The whole listing needs to be restated word for word.

- [Excerpted records]:
= = = = =

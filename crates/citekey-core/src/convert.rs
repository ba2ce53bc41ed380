/*
 * convert.rs
 * Copyright (c) 2026 citekey contributors
 *
 * Running the pipeline over whole parts and packages.
 */

//! Running the pipeline over whole parts and packages.

use std::collections::BTreeMap;
use std::io::{Read, Seek};

use serde::Serialize;
use tracing::info;

use crate::bibliography::BibliographyIndex;
use crate::config::{ConvertConfig, PartConfig, PlaceholderPattern};
use crate::container::DocxContainer;
use crate::error::{CitekeyError, Result};
use crate::metadata::{ReferenceRecord, decode_payload};
use crate::patch::{DocumentPatcher, PatchReport, extract_payload};

/// A converted part.
#[derive(Debug, Clone)]
pub struct PartOutcome {
    /// Part name inside the package, e.g. `word/document.xml`.
    pub name: String,
    /// File name the converted XML is meant to be written to.
    pub output: String,
    /// The rewritten part.
    pub xml: String,
    pub report: PatchReport,
}

/// Outcomes of a package conversion, in configuration order.
#[derive(Debug, Clone, Default)]
pub struct ConversionOutcome {
    pub parts: Vec<PartOutcome>,
}

impl ConversionOutcome {
    pub fn total_citations(&self) -> usize {
        self.parts.iter().map(|p| p.report.citations).sum()
    }

    /// Rewritten parts keyed by part name, for [`DocxContainer::write_patched`].
    pub fn replacements(&self) -> BTreeMap<String, String> {
        self.parts
            .iter()
            .map(|p| (p.name.clone(), p.xml.clone()))
            .collect()
    }
}

/// Parse, patch and serialize a single part.
pub fn convert_part(
    part: &PartConfig,
    xml: &str,
    index: &BibliographyIndex,
    pattern: &PlaceholderPattern,
) -> Result<PartOutcome> {
    let mut document = citekey_xml::parse(xml).map_err(|e| CitekeyError::xml(&part.name, e))?;
    let report = DocumentPatcher::new(index, pattern).patch(&mut document);
    let xml = document
        .to_xml_string()
        .map_err(|e| CitekeyError::xml(&part.name, e))?;

    info!(
        part = %part.name,
        placeholders = report.elements,
        patched = report.patched,
        citations = report.citations,
        "Converted part"
    );

    Ok(PartOutcome {
        name: part.name.clone(),
        output: part.output.clone(),
        xml,
        report,
    })
}

/// Convert every configured part present in `container`.
///
/// Parts are processed independently; absent parts are skipped.
pub fn convert_container<R: Read + Seek>(
    container: &mut DocxContainer<R>,
    index: &BibliographyIndex,
    config: &ConvertConfig,
) -> Result<ConversionOutcome> {
    let pattern = config.placeholder.compile()?;
    let mut outcome = ConversionOutcome::default();

    for part in &config.parts {
        let Some(xml) = container.read_part(&part.name)? else {
            info!(part = %part.name, "Part not present, skipping");
            continue;
        };
        outcome.parts.push(convert_part(part, &xml, index, &pattern)?);
    }

    info!(citations = outcome.total_citations(), "Conversion finished");
    Ok(outcome)
}

/// The decoded content of one placeholder.
#[derive(Debug, Clone, PartialEq, Eq, Serialize)]
pub struct PlaceholderPayload {
    /// Zero-based ordinal among the elements matched in the part.
    pub ordinal: usize,
    pub references: Vec<ReferenceRecord>,
    #[serde(skip_serializing_if = "Option::is_none")]
    pub error: Option<String>,
}

/// Placeholders found in one part.
#[derive(Debug, Clone, PartialEq, Eq, Serialize)]
pub struct PartInspection {
    pub part: String,
    pub placeholders: Vec<PlaceholderPayload>,
}

/// Decode every placeholder of a part without changing it.
///
/// Elements without a payload are left out; undecodable payloads are listed
/// with their error.
pub fn inspect_part(
    name: &str,
    xml: &str,
    pattern: &PlaceholderPattern,
) -> Result<PartInspection> {
    let document = citekey_xml::parse(xml).map_err(|e| CitekeyError::xml(name, e))?;

    let placeholders = document
        .root
        .find_all(&pattern.element)
        .into_iter()
        .enumerate()
        .filter_map(|(ordinal, element)| {
            let payload = extract_payload(element, pattern)?;
            Some(match decode_payload(&payload) {
                Ok(references) => PlaceholderPayload {
                    ordinal,
                    references,
                    error: None,
                },
                Err(err) => PlaceholderPayload {
                    ordinal,
                    references: Vec::new(),
                    error: Some(err.to_string()),
                },
            })
        })
        .collect();

    Ok(PartInspection {
        part: name.to_string(),
        placeholders,
    })
}

/// Inspect every configured part present in `container`.
pub fn inspect_container<R: Read + Seek>(
    container: &mut DocxContainer<R>,
    config: &ConvertConfig,
) -> Result<Vec<PartInspection>> {
    let pattern = config.placeholder.compile()?;
    let mut inspections = Vec::new();

    for part in &config.parts {
        if let Some(xml) = container.read_part(&part.name)? {
            inspections.push(inspect_part(&part.name, &xml, &pattern)?);
        }
    }

    Ok(inspections)
}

= = = = =

- [Response to the task]:
filename crates/citekey-core/src/convert.rs
repository ba2ce53bc41ed380
/*
 * convert.rs
 * Copyright (c) 2026 citekey contributors
 *
 * Running the pipeline over whole parts and packages.
 */

//! Running the pipeline over whole parts and packages.

use std::collections::BTreeMap;
use std::io::{Read, Seek};

use serde::Serialize;
use tracing::info;

use crate::bibliography::BibliographyIndex;
use crate::config::{ConvertConfig, PartConfig, PlaceholderPattern};
use crate::container::DocxContainer;
use crate::error::{CitekeyError, Result};
use crate::metadata::{ReferenceRecord, decode_payload};
use crate::patch::{DocumentPatcher, PatchReport, extract_payload};

/// A converted part.
#[derive(Debug, Clone)]
pub struct PartOutcome {
    /// Part name inside the package, e.g. `word/document.xml`.
    pub name: String,
    /// File name the converted XML is meant to be written to.
    pub output: String,
    /// The rewritten part.
    pub xml: String,
    pub report: PatchReport,
}

/// Outcomes of a package conversion, in configuration order.
#[derive(Debug, Clone, Default)]
pub struct ConversionOutcome {
    pub parts: Vec<PartOutcome>,
}

impl ConversionOutcome {
    pub fn total_citations(&self) -> usize {
        self.parts.iter().map(|p| p.report.citations).sum()
    }

    /// Rewritten parts keyed by part name, for [`DocxContainer::write_patched`].
    pub fn replacements(&self) -> BTreeMap<String, String> {
        self.parts
            .iter()
            .map(|p| (p.name.clone(), p.xml.clone()))
            .collect()
    }
}

/// Parse, patch and serialize a single part.
pub fn convert_part(
    part: &PartConfig,
    xml: &str,
    index: &BibliographyIndex,
    pattern: &PlaceholderPattern,
) -> Result<PartOutcome> {
    let mut document = citekey_xml::parse(xml).map_err(|e| CitekeyError::xml(&part.name, e))?;
    let report = DocumentPatcher::new(index, pattern).patch(&mut document);
    let xml = document
        .to_xml_string()
        .map_err(|e| CitekeyError::xml(&part.name, e))?;

    info!(
        part = %part.name,
        placeholders = report.elements,
        patched = report.patched,
        citations = report.citations,
        "Converted part"
    );

    Ok(PartOutcome {
        name: part.name.clone(),
        output: part.output.clone(),
        xml,
        report,
    })
}

/// Convert every configured part present in `container`.
///
/// Parts are processed independently; absent parts are skipped.
pub fn convert_container<R: Read + Seek>(
    container: &mut DocxContainer<R>,
    index: &BibliographyIndex,
    config: &ConvertConfig,
) -> Result<ConversionOutcome> {
    let pattern = config.placeholder.compile()?;
    let mut outcome = ConversionOutcome::default();

    for part in &config.parts {
        let Some(xml) = container.read_part(&part.name)? else {
            info!(part = %part.name, "Part not present, skipping");
            continue;
        };
        outcome.parts.push(convert_part(part, &xml, index, &pattern)?);
    }

    info!(citations = outcome.total_citations(), "Conversion finished");
    Ok(outcome)
}

/// The decoded content of one placeholder.
#[derive(Debug, Clone, PartialEq, Eq, Serialize)]
pub struct PlaceholderPayload {
    /// Zero-based ordinal among the elements matched in the part.
    pub ordinal: usize,
    pub references: Vec<ReferenceRecord>,
    #[serde(skip_serializing_if = "Option::is_none")]
    pub error: Option<String>,
}

/// Placeholders found in one part.
#[derive(Debug, Clone, PartialEq, Eq, Serialize)]
pub struct PartInspection {
    pub part: String,
    pub placeholders: Vec<PlaceholderPayload>,
}

/// Decode every placeholder of a part without changing it.
///
/// Elements without a payload are left out; undecodable payloads are listed
/// with their error.
pub fn inspect_part(
    name: &str,
    xml: &str,
    pattern: &PlaceholderPattern,
) -> Result<PartInspection> {
    let document = citekey_xml::parse(xml).map_err(|e| CitekeyError::xml(name, e))?;

    let placeholders = document
        .root
        .find_all(&pattern.element)
        .into_iter()
        .enumerate()
        .filter_map(|(ordinal, element)| {
            let payload = extract_payload(element, pattern)?;
            Some(match decode_payload(&payload) {
                Ok(references) => PlaceholderPayload {
                    ordinal,
                    references,
                    error: None,
                },
                Err(err) => PlaceholderPayload {
                    ordinal,
                    references: Vec::new(),
                    error: Some(err.to_string()),
                },
            })
        })
        .collect();

    Ok(PartInspection {
        part: name.to_string(),
        placeholders,
    })
}

/// Inspect every configured part present in `container`.
pub fn inspect_container<R: Read + Seek>(
    container: &mut DocxContainer<R>,
    config: &ConvertConfig,
) -> Result<Vec<PartInspection>> {
    let pattern = config.placeholder.compile()?;
    let mut inspections = Vec::new();

    for part in &config.parts {
        if let Some(xml) = container.read_part(&part.name)? {
            inspections.push(inspect_part(&part.name, &xml, &pattern)?);
        }
    }

    Ok(inspections)
}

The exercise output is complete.